» What to produce: Wherever the string "return" appears in a line of the listing below, report that line.

* * * * * * *

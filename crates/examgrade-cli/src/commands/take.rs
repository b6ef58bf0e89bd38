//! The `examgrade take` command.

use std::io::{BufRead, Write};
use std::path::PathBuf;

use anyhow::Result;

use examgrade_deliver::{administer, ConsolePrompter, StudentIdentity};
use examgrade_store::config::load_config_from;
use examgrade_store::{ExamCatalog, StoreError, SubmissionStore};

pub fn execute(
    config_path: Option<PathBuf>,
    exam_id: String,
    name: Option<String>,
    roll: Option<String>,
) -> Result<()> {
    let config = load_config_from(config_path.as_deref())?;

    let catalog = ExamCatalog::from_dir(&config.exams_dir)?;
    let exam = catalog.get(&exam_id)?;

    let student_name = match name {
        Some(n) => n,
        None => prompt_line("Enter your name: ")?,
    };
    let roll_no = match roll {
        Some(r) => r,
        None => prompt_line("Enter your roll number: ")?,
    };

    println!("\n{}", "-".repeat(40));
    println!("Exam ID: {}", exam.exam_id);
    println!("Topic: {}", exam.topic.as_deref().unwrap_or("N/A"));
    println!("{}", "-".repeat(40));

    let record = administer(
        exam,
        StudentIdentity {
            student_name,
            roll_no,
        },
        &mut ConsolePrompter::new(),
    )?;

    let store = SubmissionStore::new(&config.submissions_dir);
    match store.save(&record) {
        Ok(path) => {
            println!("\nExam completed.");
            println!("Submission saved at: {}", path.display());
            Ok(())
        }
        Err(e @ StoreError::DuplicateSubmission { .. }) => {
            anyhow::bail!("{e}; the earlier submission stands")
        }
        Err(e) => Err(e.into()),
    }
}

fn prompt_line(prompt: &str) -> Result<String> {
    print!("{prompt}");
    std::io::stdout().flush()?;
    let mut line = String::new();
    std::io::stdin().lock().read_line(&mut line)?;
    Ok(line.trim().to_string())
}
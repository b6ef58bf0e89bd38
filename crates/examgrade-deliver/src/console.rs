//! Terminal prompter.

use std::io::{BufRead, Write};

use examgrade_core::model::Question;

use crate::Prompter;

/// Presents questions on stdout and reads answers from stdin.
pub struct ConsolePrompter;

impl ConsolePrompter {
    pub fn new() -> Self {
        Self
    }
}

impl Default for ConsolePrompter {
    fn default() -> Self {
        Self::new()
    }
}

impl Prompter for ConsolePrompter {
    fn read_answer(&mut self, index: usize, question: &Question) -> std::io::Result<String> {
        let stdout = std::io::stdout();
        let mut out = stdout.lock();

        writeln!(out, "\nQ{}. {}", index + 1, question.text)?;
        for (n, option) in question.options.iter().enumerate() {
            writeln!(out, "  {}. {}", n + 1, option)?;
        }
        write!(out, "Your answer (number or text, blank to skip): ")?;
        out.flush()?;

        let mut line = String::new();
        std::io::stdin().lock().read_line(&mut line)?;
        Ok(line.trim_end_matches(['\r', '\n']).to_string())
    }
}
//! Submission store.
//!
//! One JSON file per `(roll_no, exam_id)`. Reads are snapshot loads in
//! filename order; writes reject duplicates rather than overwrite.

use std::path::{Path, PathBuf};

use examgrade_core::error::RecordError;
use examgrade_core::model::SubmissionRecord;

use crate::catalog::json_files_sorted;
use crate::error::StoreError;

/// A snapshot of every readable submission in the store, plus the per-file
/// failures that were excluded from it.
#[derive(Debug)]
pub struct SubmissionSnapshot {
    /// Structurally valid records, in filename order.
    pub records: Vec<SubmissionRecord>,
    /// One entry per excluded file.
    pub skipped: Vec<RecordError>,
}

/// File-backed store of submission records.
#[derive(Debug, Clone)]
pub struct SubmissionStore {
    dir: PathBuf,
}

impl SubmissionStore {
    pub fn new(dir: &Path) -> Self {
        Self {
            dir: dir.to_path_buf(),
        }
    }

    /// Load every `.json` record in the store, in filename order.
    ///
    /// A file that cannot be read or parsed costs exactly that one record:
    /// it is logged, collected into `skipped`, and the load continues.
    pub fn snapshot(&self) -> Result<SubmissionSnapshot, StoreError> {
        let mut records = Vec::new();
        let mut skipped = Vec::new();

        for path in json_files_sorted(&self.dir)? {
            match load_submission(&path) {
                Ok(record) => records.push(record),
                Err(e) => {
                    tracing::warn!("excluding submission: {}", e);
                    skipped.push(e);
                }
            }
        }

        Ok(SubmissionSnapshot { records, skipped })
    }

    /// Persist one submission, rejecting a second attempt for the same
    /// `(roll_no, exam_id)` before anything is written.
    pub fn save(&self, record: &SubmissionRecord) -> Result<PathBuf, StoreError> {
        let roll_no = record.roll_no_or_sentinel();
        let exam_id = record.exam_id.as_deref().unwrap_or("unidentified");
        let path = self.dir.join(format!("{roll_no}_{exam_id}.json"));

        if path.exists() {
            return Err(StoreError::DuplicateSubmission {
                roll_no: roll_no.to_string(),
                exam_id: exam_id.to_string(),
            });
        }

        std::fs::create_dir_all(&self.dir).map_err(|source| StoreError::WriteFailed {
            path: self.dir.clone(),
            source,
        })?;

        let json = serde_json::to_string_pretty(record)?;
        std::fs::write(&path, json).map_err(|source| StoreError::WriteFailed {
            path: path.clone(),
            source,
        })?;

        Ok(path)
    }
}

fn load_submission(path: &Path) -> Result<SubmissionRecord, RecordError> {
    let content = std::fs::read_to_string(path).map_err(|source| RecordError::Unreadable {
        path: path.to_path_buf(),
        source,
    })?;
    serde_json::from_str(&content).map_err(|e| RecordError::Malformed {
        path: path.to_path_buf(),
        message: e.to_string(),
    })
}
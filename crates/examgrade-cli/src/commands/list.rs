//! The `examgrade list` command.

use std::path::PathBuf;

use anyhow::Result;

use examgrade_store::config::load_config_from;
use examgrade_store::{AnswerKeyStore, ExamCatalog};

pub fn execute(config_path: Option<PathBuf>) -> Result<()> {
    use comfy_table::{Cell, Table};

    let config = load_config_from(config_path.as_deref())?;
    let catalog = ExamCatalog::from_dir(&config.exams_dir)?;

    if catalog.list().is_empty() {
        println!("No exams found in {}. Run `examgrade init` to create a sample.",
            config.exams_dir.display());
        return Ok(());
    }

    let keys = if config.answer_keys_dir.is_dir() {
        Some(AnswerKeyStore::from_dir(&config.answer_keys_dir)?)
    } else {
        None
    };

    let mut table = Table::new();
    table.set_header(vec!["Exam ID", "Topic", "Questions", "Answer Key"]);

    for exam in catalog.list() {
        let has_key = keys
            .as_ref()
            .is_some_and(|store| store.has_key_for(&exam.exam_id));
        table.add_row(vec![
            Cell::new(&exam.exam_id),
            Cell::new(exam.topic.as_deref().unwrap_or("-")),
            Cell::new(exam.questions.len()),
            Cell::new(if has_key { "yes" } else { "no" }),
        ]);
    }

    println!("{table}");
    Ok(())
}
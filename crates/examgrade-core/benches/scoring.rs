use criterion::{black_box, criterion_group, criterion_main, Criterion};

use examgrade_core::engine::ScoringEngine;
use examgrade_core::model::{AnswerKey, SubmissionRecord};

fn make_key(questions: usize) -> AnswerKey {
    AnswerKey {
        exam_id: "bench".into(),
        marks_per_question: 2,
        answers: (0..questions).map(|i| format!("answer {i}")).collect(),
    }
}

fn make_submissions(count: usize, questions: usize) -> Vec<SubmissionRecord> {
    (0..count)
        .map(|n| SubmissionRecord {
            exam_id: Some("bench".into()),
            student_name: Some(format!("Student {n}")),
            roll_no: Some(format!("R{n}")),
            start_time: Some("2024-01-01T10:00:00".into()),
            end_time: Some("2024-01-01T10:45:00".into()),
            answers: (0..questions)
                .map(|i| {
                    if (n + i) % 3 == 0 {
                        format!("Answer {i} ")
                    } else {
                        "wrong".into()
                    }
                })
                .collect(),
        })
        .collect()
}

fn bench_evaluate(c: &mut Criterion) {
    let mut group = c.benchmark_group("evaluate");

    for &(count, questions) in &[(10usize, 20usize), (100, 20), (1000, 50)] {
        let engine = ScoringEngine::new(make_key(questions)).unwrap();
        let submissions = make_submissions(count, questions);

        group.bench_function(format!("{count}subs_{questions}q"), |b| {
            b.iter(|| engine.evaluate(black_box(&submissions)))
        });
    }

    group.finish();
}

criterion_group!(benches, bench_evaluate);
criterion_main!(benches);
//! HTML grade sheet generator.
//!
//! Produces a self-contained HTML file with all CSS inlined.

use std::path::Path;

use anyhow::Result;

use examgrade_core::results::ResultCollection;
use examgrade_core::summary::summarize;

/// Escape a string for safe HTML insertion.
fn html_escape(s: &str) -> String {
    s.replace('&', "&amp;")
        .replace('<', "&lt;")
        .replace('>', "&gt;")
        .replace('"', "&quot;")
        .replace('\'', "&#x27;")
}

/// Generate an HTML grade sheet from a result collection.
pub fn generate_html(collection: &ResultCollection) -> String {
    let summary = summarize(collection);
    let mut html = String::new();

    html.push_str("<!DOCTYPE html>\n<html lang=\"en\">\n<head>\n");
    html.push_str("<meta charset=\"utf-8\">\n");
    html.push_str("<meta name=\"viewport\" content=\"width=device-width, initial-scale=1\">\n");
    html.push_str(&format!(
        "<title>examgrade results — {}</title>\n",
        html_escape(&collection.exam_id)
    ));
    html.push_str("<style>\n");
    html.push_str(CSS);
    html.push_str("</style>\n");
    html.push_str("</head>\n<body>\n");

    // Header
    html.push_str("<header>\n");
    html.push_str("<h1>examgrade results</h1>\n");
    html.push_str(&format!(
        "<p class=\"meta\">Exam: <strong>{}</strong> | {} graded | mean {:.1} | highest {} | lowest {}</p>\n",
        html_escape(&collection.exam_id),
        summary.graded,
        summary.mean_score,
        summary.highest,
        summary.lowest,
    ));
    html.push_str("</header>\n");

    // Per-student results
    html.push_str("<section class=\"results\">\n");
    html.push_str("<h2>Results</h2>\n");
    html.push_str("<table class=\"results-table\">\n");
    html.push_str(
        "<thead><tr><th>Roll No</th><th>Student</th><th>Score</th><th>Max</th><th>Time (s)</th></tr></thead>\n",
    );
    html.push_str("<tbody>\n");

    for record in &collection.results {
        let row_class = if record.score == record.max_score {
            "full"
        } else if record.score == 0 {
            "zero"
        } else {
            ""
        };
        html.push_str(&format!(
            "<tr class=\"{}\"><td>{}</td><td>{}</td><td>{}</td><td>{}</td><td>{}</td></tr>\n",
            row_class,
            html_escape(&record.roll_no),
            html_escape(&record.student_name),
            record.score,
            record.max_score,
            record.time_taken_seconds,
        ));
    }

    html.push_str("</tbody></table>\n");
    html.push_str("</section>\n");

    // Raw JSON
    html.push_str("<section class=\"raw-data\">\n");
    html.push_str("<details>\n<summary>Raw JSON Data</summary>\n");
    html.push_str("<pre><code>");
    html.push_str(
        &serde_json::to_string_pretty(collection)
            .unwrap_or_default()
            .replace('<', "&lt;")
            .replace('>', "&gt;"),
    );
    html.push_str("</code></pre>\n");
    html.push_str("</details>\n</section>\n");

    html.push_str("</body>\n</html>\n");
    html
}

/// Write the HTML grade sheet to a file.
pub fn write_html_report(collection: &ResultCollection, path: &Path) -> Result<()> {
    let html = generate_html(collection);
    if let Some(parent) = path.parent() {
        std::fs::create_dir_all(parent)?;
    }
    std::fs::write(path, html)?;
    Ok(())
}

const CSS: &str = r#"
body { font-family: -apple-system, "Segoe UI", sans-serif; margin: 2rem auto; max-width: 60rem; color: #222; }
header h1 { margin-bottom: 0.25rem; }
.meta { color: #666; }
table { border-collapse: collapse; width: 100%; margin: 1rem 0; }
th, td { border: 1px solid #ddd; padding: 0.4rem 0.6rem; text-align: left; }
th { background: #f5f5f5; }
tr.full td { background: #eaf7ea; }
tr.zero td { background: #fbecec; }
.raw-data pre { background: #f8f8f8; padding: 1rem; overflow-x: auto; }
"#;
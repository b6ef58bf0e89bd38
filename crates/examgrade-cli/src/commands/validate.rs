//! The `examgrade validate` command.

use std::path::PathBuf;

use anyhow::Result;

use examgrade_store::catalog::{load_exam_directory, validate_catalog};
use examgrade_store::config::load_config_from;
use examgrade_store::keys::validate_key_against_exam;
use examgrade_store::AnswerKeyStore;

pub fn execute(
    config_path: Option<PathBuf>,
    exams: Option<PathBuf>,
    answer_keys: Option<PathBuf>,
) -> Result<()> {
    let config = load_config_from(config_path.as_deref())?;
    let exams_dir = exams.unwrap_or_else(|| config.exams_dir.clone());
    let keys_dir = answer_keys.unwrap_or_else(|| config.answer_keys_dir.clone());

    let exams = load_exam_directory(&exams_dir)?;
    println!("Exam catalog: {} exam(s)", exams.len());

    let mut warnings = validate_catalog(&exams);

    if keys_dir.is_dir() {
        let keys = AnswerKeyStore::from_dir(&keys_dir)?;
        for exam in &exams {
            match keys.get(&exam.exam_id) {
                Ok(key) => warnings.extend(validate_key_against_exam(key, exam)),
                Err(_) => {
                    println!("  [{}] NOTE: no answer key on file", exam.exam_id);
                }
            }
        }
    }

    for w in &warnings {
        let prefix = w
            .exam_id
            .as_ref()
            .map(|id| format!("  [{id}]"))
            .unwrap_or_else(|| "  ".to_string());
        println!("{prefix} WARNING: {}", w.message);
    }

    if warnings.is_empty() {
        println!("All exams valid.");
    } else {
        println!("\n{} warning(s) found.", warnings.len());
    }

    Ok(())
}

* * * * * * *

» Solved exercise:
            return Err(StoreError::DuplicateSubmission {
        return Ok(());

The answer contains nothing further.